Brazil's interim president, Michel Temer, is already struggling to overcome disagreements between his two most important coalition partners — the Brazilian Democratic Movement Party (PMDB) and the Brazilian Social Democracy Party (PSDB) — over his economic plans. The final step in impeaching suspended President Dilma Rousseff is already underway in the Senate and will probably conclude with her ouster in less than a week. This leaves Temer with precious little time to refine his economic agenda and convince his allies to support it.
Though Temer's PMDB is the largest party in the National Congress, it holds only 13 percent of the legislature's seats. Therefore, Brazil's new leader must form and maintain a broad coalition of lawmakers if he hopes to effectively govern. Ruling by coalition, however, makes it difficult to actually pass legislation, since doing so would require appeasing a wide variety of lawmakers with differing views. Temer's first initiative, a batch of economic reforms, illustrates this challenge well.
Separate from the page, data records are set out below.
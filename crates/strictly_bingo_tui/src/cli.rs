//! Command-line interface for strictly_bingo.

use clap::{Args, Parser, Subcommand};
use std::path::PathBuf;

/// Strictly Bingo - deal and play bingo cards from show phrase pools
#[derive(Parser, Debug)]
#[command(name = "strictly_bingo")]
#[command(about = "Deal and play bingo cards from show phrase pools", long_about = None)]
#[command(version)]
pub struct Cli {
    /// Path to the TOML config file
    #[arg(short, long, global = true, default_value = "bingo.toml")]
    pub config: PathBuf,

    /// Subcommand to run
    #[command(subcommand)]
    pub command: Command,
}

/// Where to find the show and how to deal it.
#[derive(Args, Debug, Clone)]
pub struct ShowArgs {
    /// Id of the show to deal a card from
    pub show_id: String,

    /// Directory of show files (overrides config)
    #[arg(long)]
    pub shows_dir: Option<PathBuf>,

    /// Show server base URL (overrides config; takes precedence over the directory)
    #[arg(long)]
    pub server_url: Option<String>,

    /// Seed for a reproducible deal (overrides config)
    #[arg(long)]
    pub seed: Option<u64>,
}

/// Available commands
#[derive(Subcommand, Debug)]
pub enum Command {
    /// Play a card interactively in the terminal
    Play(ShowArgs),

    /// Deal a card and print it as text
    Print(ShowArgs),
}

impl Command {
    /// Returns the show arguments shared by every subcommand.
    pub fn show_args(&self) -> &ShowArgs {
        match self {
            Command::Play(args) | Command::Print(args) => args,
        }
    }
}
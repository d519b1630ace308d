//! Show providers for the player: a directory of files or a show server.

mod directory;
mod http;

pub use directory::DirectoryShowProvider;
pub use http::HttpShowProvider;

use crate::config::BingoConfig;
use strictly_bingo::ShowProvider;
use tracing::{info, instrument};

/// Picks the provider the config asks for: the show server if a URL is
/// set, otherwise the shows directory.
#[instrument(skip(config))]
pub fn from_config(config: &BingoConfig) -> Box<dyn ShowProvider> {
    match config.server_url() {
        Some(url) => {
            info!(server_url = %url, "Using show server");
            Box::new(HttpShowProvider::new(url.clone()))
        }
        None => {
            info!(shows_dir = %config.shows_dir().display(), "Using shows directory");
            Box::new(DirectoryShowProvider::new(config.shows_dir().clone()))
        }
    }
}
//! Strictly Bingo player - terminal front end for `strictly_bingo`.
//!
//! Loads a show from a directory of files or a show server, deals a card,
//! and lets the player mark cells in a ratatui interface.

#![warn(missing_docs)]
#![forbid(unsafe_code)]

mod app;
mod cli;
mod config;
mod input;
mod providers;
mod render;
mod tui;
mod ui;

pub use app::App;
pub use cli::{Cli, Command, ShowArgs};
pub use config::{BingoConfig, ConfigError};
pub use input::move_cursor;
pub use providers::{DirectoryShowProvider, HttpShowProvider, from_config as provider_from_config};
pub use render::{failure_message, render_text};
pub use tui::run as run_tui;
pub use ui::{banner_area, draw};
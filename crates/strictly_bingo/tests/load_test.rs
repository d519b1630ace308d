//! Tests for the card load lifecycle.

use rand::SeedableRng;
use rand::rngs::StdRng;
use strictly_bingo::{CardError, CardPhase, CellIndex, InMemoryShowProvider, ShowId, ShowRecord};

fn provider() -> InMemoryShowProvider {
    let mut provider = InMemoryShowProvider::new();
    provider.insert(
        "pilot",
        ShowRecord::new((1..=30).map(|i| format!("Line {i}")).collect(), Some("Coffee".to_string()))
            .with_name("Pilot"),
    );
    provider.insert(
        "short",
        ShowRecord::new((1..=23).map(|i| format!("Line {i}")).collect(), None),
    );
    provider
}

#[tokio::test]
async fn test_load_ready() {
    let phase = CardPhase::load(&provider(), &ShowId::new("pilot"), StdRng::seed_from_u64(1)).await;

    assert!(phase.is_ready());
    let card = phase.card().expect("ready card");
    assert_eq!(card.grid().center(), "Coffee");
    assert_eq!(card.show().name().as_deref(), Some("Pilot"));
    assert!(card.is_marked(CellIndex::CENTER));
    assert!(!card.alert_visible());
}

#[tokio::test]
async fn test_load_not_found_fails() {
    let id = ShowId::new("nope");
    let phase = CardPhase::load(&provider(), &id, StdRng::seed_from_u64(1)).await;

    assert!(!phase.is_ready());
    assert_eq!(phase.error(), Some(&CardError::NotFound(id)));
}

#[tokio::test]
async fn test_load_insufficient_phrases_fails() {
    let phase = CardPhase::load(&provider(), &ShowId::new("short"), StdRng::seed_from_u64(1)).await;

    let error = phase.error().expect("failed phase");
    assert_eq!(error, &CardError::InsufficientPhrases { found: 23 });
    assert!(error.is_editable());
}

#[tokio::test]
async fn test_load_through_boxed_provider() {
    let boxed: Box<dyn strictly_bingo::ShowProvider> = Box::new(provider());
    let phase = CardPhase::load(&boxed, &ShowId::new("pilot"), StdRng::seed_from_u64(2)).await;
    assert!(phase.is_ready());
}

#[tokio::test]
async fn test_ready_card_is_playable() {
    let mut phase =
        CardPhase::load(&provider(), &ShowId::new("pilot"), StdRng::seed_from_u64(3)).await;
    let card = phase.card_mut().expect("ready card");

    for i in [2, 7, 17, 22] {
        card.toggle_index(i);
    }
    assert!(card.alert_visible());

    card.regenerate();
    assert!(!card.alert_visible());
    assert_eq!(card.current_selection().len(), 1);

    let card = phase.into_result().expect("settled").expect("ready");
    assert!(card.current_winning_lines().is_empty());
}
//! Application state and key handling.

use crate::input::move_cursor;
use crate::ui;
use crossterm::event::KeyCode;
use ratatui::layout::Rect;
use strictly_bingo::{BingoCard, CellIndex};
use tracing::{debug, info};

/// Main application state.
#[derive(Debug)]
pub struct App {
    card: BingoCard,
    cursor: CellIndex,
    status_message: String,
    should_quit: bool,
}

impl App {
    /// Creates the app around a ready card. The cursor starts on the free space.
    pub fn new(card: BingoCard) -> Self {
        Self {
            card,
            cursor: CellIndex::CENTER,
            status_message: "Space marks a cell. g: new card, r: reset, q: quit".to_string(),
            should_quit: false,
        }
    }

    /// Returns the card.
    pub fn card(&self) -> &BingoCard {
        &self.card
    }

    /// Returns the cell under the cursor.
    pub fn cursor(&self) -> CellIndex {
        self.cursor
    }

    /// Returns the current status message.
    pub fn status_message(&self) -> &str {
        &self.status_message
    }

    /// Returns true once the player asked to quit.
    pub fn should_quit(&self) -> bool {
        self.should_quit
    }

    /// Handles a key press.
    pub fn handle_key(&mut self, key: KeyCode) {
        debug!(?key, "Handling key");

        match key {
            KeyCode::Char('q') => {
                info!("User quit");
                self.should_quit = true;
            }
            KeyCode::Char(' ') | KeyCode::Enter => self.toggle_cursor(),
            KeyCode::Char('g') => {
                self.card.regenerate();
                self.status_message = "Dealt a new card.".to_string();
            }
            KeyCode::Char('r') => {
                self.card.reset();
                self.status_message = "Card cleared.".to_string();
            }
            KeyCode::Esc | KeyCode::Char('d') => self.dismiss_alert(),
            other => self.cursor = move_cursor(self.cursor, other),
        }
    }

    /// Handles a mouse click at `(column, row)` on a screen of the given
    /// size. A click on the bingo banner dismisses it.
    pub fn handle_click(&mut self, screen: Rect, column: u16, row: u16) {
        if self.card.alert_visible() && ui::hits_banner(screen, column, row) {
            self.dismiss_alert();
        } else {
            debug!(column, row, "Click outside the banner");
        }
    }

    fn toggle_cursor(&mut self) {
        let outcome = self.card.toggle(self.cursor);
        let text = self.card.grid().cell(self.cursor);
        self.status_message = if outcome.bingo {
            format!("BINGO! {} line(s) complete.", outcome.lines)
        } else if outcome.marked {
            format!("Marked \"{}\"", text)
        } else {
            format!("Unmarked \"{}\"", text)
        };
    }

    fn dismiss_alert(&mut self) {
        if self.card.alert_visible() {
            self.card.dismiss_alert();
            self.status_message = "Keep playing!".to_string();
        }
    }
}
//! Cursor movement for keyboard navigation.

use crossterm::event::KeyCode;
use strictly_bingo::{CellIndex, GRID_SIDE};

/// Moves the cursor one cell for arrow keys or `h`/`j`/`k`/`l`. Stops at the edges.
pub fn move_cursor(cursor: CellIndex, key: KeyCode) -> CellIndex {
    let (row, col) = (cursor.row(), cursor.col());
    let last = GRID_SIDE - 1;

    let (row, col) = match key {
        KeyCode::Left | KeyCode::Char('h') => (row, col.saturating_sub(1)),
        KeyCode::Right | KeyCode::Char('l') => (row, (col + 1).min(last)),
        KeyCode::Up | KeyCode::Char('k') => (row.saturating_sub(1), col),
        KeyCode::Down | KeyCode::Char('j') => ((row + 1).min(last), col),
        _ => (row, col),
    };

    CellIndex::from_row_col(row, col).unwrap_or(cursor)
}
PSDB Senate leader Cassio Cunha Lima announced on Aug. 24 his opposition to Temer's proposal to increase wages for public workers in the judicial branch, a measure expected to cost more than $1.3 billion annually. According to Lima, the PSDB will not support the government if it does not reduce Brazil's public spending. The criticism is a departure for the PSDB, which leads the foreign affairs, justice and municipal ministries. The party has been a vital advocate of Temer's economic reforms, which also include pension and labor revisions, in the legislature.
The issue has been further complicated by power struggles between members of the ruling coalition. The PMDB and the PSDB are both planning to field presidential candidates in 2018. So while the PSDB is trying to convince the PMDB to introduce unpopular measures to reduce public spending, it does not want to push too hard for fear of hurting its prospects in the 2018 election. Similarly, the PMDB wants to introduce generous public spending initiatives that will boost its popularity, but it must also work to appease the PSDB if it wants to keep the ruling coalition from crumbling.